PROVIDED INFORMATION: Begin
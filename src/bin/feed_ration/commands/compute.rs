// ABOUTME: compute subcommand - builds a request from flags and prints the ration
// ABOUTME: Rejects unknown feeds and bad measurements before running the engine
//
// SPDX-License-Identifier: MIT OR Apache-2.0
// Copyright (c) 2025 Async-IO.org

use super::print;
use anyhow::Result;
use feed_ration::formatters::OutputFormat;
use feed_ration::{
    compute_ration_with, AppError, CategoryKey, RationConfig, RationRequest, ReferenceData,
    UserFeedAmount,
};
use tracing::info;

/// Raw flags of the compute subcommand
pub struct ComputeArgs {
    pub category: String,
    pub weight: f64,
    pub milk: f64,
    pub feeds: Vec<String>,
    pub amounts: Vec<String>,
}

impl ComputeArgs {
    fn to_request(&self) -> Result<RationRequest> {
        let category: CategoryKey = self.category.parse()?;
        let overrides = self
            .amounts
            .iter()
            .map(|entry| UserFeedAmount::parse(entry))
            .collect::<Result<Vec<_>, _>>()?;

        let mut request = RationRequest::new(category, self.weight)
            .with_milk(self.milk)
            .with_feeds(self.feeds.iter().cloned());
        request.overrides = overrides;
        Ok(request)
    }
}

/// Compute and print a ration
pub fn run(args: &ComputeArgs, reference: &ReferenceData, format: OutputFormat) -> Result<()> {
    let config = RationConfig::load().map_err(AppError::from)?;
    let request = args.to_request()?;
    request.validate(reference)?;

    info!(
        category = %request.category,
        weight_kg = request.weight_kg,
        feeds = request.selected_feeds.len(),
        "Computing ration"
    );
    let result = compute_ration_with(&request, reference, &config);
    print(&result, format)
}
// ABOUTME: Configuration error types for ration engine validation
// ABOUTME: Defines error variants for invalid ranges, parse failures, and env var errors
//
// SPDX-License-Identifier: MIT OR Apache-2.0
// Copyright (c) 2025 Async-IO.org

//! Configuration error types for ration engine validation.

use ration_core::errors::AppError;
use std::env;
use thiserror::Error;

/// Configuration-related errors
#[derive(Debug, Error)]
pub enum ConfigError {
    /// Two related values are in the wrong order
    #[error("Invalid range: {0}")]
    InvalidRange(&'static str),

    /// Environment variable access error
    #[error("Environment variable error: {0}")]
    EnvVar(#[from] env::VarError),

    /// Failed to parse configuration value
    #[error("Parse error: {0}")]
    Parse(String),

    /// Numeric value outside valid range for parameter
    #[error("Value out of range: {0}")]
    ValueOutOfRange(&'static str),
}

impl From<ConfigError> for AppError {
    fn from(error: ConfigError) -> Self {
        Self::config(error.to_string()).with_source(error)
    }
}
PROVIDED INFORMATION: End
PROVIDED INFORMATION: Begin
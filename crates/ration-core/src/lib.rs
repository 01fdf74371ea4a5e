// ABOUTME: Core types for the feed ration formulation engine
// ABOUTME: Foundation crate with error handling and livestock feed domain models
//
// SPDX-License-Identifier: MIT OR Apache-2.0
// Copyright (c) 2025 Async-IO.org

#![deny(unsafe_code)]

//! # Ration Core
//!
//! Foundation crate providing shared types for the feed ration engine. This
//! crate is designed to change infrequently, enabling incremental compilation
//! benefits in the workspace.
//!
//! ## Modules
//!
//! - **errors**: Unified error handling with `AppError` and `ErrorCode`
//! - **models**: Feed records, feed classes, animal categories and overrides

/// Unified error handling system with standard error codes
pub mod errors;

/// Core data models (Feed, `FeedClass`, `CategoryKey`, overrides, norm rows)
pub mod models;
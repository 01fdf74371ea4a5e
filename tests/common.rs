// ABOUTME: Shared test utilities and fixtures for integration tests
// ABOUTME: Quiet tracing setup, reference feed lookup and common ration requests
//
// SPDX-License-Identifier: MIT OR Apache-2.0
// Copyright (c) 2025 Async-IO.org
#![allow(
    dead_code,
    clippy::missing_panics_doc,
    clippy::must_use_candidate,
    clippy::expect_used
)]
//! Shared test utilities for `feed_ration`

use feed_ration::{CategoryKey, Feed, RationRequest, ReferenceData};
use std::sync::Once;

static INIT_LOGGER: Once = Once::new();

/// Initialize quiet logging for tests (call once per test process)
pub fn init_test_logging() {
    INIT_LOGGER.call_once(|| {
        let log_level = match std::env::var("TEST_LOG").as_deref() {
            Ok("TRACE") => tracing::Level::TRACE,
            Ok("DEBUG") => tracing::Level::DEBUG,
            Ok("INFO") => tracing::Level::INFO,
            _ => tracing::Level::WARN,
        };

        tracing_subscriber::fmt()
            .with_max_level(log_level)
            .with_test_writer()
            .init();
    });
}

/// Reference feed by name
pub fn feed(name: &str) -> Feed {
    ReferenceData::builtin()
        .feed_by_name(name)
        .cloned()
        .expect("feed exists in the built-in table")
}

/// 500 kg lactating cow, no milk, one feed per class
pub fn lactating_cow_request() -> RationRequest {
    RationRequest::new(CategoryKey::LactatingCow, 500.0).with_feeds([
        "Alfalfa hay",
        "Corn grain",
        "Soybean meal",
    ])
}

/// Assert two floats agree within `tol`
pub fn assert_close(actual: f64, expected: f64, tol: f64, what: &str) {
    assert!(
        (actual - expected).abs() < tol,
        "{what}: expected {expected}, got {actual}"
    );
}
PROVIDED INFORMATION: End
(YOUR ASSIGNMENT): The word is "ComputeArgs". Copy every line above where it appears.

(EXERCISE RESULT):
pub struct ComputeArgs {
impl ComputeArgs {
pub fn run(args: &ComputeArgs, reference: &ReferenceData, format: OutputFormat) -> Result<()> {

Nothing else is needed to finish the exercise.